Actors Emily Davis, TL Thompson, and Pete Simpson. As you may know, this was all in the news. The document that Reality Winner leaked to the website The Intercept was an intelligence report confirming Russian hacking in the 2016 election. She's still serving her five year sentence. Sounds design and music for the stage production by Sanae Yamada, and Jimin Breslford. Tina Satter's theatrical adaptation of the FBI transcript is called Is This a Room. They have a tour scheduled. Information at halfstraddle.com.

Credits

Ira Glass

Our program was produced today by Nadia Reiman. The people who put together today's show includes Bim Adewunmi, Susan Burton, Ben Calhoun, Dana Chivvis, Sean Cole, Noor Gill, Damian Grave, Michelle Harris, Chana Joffe-Walt, Seth Lind, Miki Meek, Lina Misitzis, Stowe Nelson, Ben Phelan, Robyn Semien, Lilly Sullivan, Christopher Swetala, and Matt Tierney.

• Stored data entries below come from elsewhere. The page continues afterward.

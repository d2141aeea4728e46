use crate::ast::{
    BinaryExpression, BinaryOperator, Expression, SourceSpan, UnaryExpression, UnaryOperator,
};
use crate::types::{TypeKind, TypeSet};

use super::{ExpressionTyper, Typed, TypeResult};

/// Result of offering an operator to one handler category: `None` means the
/// category does not own the operator.
type Claim = Option<TypeResult>;

impl<'a, 'cx> ExpressionTyper<'a, 'cx> {
    pub(super) fn visit_unary(&mut self, unary: &UnaryExpression, span: SourceSpan) -> TypeResult {
        let operand = self.visit(&unary.operand)?;
        let (kind, tag) = match unary.operator {
            UnaryOperator::Negative | UnaryOperator::Positive => {
                let symbol = if unary.operator == UnaryOperator::Negative {
                    "-"
                } else {
                    "+"
                };
                let kind = match operand.set {
                    set if set == TypeSet::INT => TypeKind::Int,
                    set if set == TypeSet::FLOAT => TypeKind::Float,
                    set => {
                        return self.fail(
                            span,
                            format!(
                                "unary '{symbol}' requires an int or float operand, found {}",
                                set.describe()
                            ),
                        )
                    }
                };
                let tag = if unary.operator == UnaryOperator::Negative {
                    "neg"
                } else {
                    "pos"
                };
                (kind, tag)
            }
            UnaryOperator::Invert => {
                if operand.set != TypeSet::INT {
                    return self.fail(
                        span,
                        format!(
                            "unary '~' requires an int operand, found {}",
                            operand.set.describe()
                        ),
                    );
                }
                (TypeKind::Int, "inv")
            }
            UnaryOperator::Not => {
                if operand.set != TypeSet::BOOL {
                    return self.fail(
                        span,
                        format!(
                            "'not' requires a bool operand, found {}",
                            operand.set.describe()
                        ),
                    );
                }
                (TypeKind::Bool, "not")
            }
        };
        let key = operand.key.map(|key| format!("{tag}:({key})"));
        Ok(Typed::of(kind).with_key(key))
    }

    pub(super) fn visit_binary(
        &mut self,
        binary: &BinaryExpression,
        span: SourceSpan,
    ) -> TypeResult {
        let left = self.visit(&binary.left)?;
        let right = self.visit(&binary.right)?;
        self.combine(binary.operator, &left, &right, span)
    }

    /// `target op= value`: typed exactly like `target op value`.
    pub fn visit_augmented(
        &mut self,
        target: &Expression,
        operator: BinaryOperator,
        value: &Expression,
        span: SourceSpan,
    ) -> TypeResult {
        let left = self.visit(target)?;
        let right = self.visit(value)?;
        self.combine(operator, &left, &right, span)
    }

    fn combine(
        &mut self,
        operator: BinaryOperator,
        left: &Typed,
        right: &Typed,
        span: SourceSpan,
    ) -> TypeResult {
        let claimed = self
            .arithmetic(operator, left, right, span)
            .or_else(|| self.bitwise(operator, left, right, span))
            .or_else(|| self.comparison(operator, left, right, span))
            .or_else(|| self.membership(operator, left, right, span))
            .or_else(|| self.logical(operator, left, right, span));

        match claimed {
            Some(result) => {
                let key = match (&left.key, &right.key) {
                    (Some(l), Some(r)) => Some(format!("{}:({l},{r})", operator.key_tag())),
                    _ => None,
                };
                Ok(result?.with_key(key))
            }
            None => self.fail(
                span,
                format!("unsupported binary operator '{}'", operator.symbol()),
            ),
        }
    }

    fn arithmetic(
        &mut self,
        operator: BinaryOperator,
        left: &Typed,
        right: &Typed,
        span: SourceSpan,
    ) -> Claim {
        use BinaryOperator::*;
        if !matches!(
            operator,
            Add | Subtract | Multiply | Divide | FloorDivide | Modulo | Power
        ) {
            return None;
        }
        let symbol = operator.symbol();
        let (l, r) = (left.set, right.set);

        if operator == Add && l == TypeSet::STR && r == TypeSet::STR {
            return Some(Ok(Typed::of(TypeKind::Str)));
        }
        if l == TypeSet::INT && r == TypeSet::INT {
            return Some(Ok(Typed::of(TypeKind::Int)));
        }
        if l == TypeSet::FLOAT && r == TypeSet::FLOAT {
            if operator == Modulo {
                return Some(self.fail(span, "'%' is not supported for float operands"));
            }
            return Some(Ok(Typed::of(TypeKind::Float)));
        }
        if l.is_within(TypeSet::NUMERIC) && r.is_within(TypeSet::NUMERIC) {
            return Some(self.fail(
                span,
                format!(
                    "ambiguous numeric types for '{symbol}': {} and {}",
                    l.describe(),
                    r.describe()
                ),
            ));
        }
        Some(self.fail(
            span,
            format!(
                "operands of '{symbol}' must both be int or both float, found {} and {}",
                l.describe(),
                r.describe()
            ),
        ))
    }

    fn bitwise(
        &mut self,
        operator: BinaryOperator,
        left: &Typed,
        right: &Typed,
        span: SourceSpan,
    ) -> Claim {
        use BinaryOperator::*;
        if !matches!(operator, BitAnd | BitOr | BitXor | ShiftLeft | ShiftRight) {
            return None;
        }
        if left.set == TypeSet::INT && right.set == TypeSet::INT {
            return Some(Ok(Typed::of(TypeKind::Int)));
        }
        Some(self.fail(
            span,
            format!(
                "operator '{}' requires int operands, found {} and {}",
                operator.symbol(),
                left.set.describe(),
                right.set.describe()
            ),
        ))
    }

    fn comparison(
        &mut self,
        operator: BinaryOperator,
        left: &Typed,
        right: &Typed,
        span: SourceSpan,
    ) -> Claim {
        use BinaryOperator::*;
        if !matches!(
            operator,
            Equal | NotEqual | Less | LessEqual | Greater | GreaterEqual | Is | IsNot
        ) {
            return None;
        }
        let (l, r) = (left.set, right.set);
        let against_none = l == TypeSet::NONE_TYPE || r == TypeSet::NONE_TYPE;
        if against_none && matches!(operator, Equal | NotEqual | Is | IsNot) {
            return Some(Ok(Typed::of(TypeKind::Bool)));
        }
        let comparable = l == r && (l == TypeSet::STR || l == TypeSet::INT || l == TypeSet::FLOAT);
        if comparable {
            return Some(Ok(Typed::of(TypeKind::Bool)));
        }
        Some(self.fail(
            span,
            format!(
                "cannot compare {} with {} using '{}'",
                l.describe(),
                r.describe(),
                operator.symbol()
            ),
        ))
    }

    fn membership(
        &mut self,
        operator: BinaryOperator,
        left: &Typed,
        right: &Typed,
        span: SourceSpan,
    ) -> Claim {
        if !matches!(operator, BinaryOperator::In | BinaryOperator::NotIn) {
            return None;
        }
        let symbol = operator.symbol();
        if right.set == TypeSet::STR {
            if left.set.is_within(TypeSet::STR) {
                return Some(Ok(Typed::of(TypeKind::Bool)));
            }
            return Some(self.fail(
                span,
                format!(
                    "'{symbol}' on a str requires a str operand, found {}",
                    left.set.describe()
                ),
            ));
        }
        if right.set == TypeSet::LIST {
            let elems = right.list_elems();
            if elems.is_empty() || left.set.is_empty() || left.set.is_within(elems) {
                return Some(Ok(Typed::of(TypeKind::Bool)));
            }
            return Some(self.fail(
                span,
                format!(
                    "'{symbol}' operand {} does not match list elements {}",
                    left.set.describe(),
                    elems.describe()
                ),
            ));
        }
        Some(self.fail(
            span,
            format!("unsupported membership target {}", right.set.describe()),
        ))
    }

    fn logical(
        &mut self,
        operator: BinaryOperator,
        left: &Typed,
        right: &Typed,
        span: SourceSpan,
    ) -> Claim {
        if !matches!(operator, BinaryOperator::And | BinaryOperator::Or) {
            return None;
        }
        if left.set.is_within(TypeSet::BOOL) && right.set.is_within(TypeSet::BOOL) {
            return Some(Ok(Typed::of(TypeKind::Bool)));
        }
        Some(self.fail(
            span,
            format!(
                "operands of '{}' must be bool, found {} and {}",
                operator.symbol(),
                left.set.describe(),
                right.set.describe()
            ),
        ))
    }
}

Our managing editor is Diane Wu. Our executive editor is David Kestenbaum. Special thanks today to Kelly Clarke, Craig Hensel, Kendra Hanna, Kendra [? Munroe, ?] Madeleine Ball, Andrew Hagelshaw, and Maria Hernandez. Our website, thisamericanlife.org. This American Life is delivered to public radio stations by PRX, the Public Radio Exchange.

And I will end this show about the low hum of menace with this very theme appropriate program note. Just a few hours ago, as I was doing some last editing on the show, I learned that a few days ago I shook hands with somebody who now has symptoms of coronavirus, whose wife is a confirmed case. So the plan is I am going into quarantine myself when I leave the studio today, and we are shutting down our office. Most everybody in our office was already working from home.

I just want to say I feel fine. Hopefully I'll stay that way between now and next time I talk to you. Avoid contact with others as much as you can. Stay well, and wash your hands, OK? And by the way, if you're tired of reciting the happy birthday song twice as you wash, turns out one chorus of the song "Stayin' Alive" is the perfect length, and whether you're a brother, or whether you're a mother, just stay alive. Stay alive.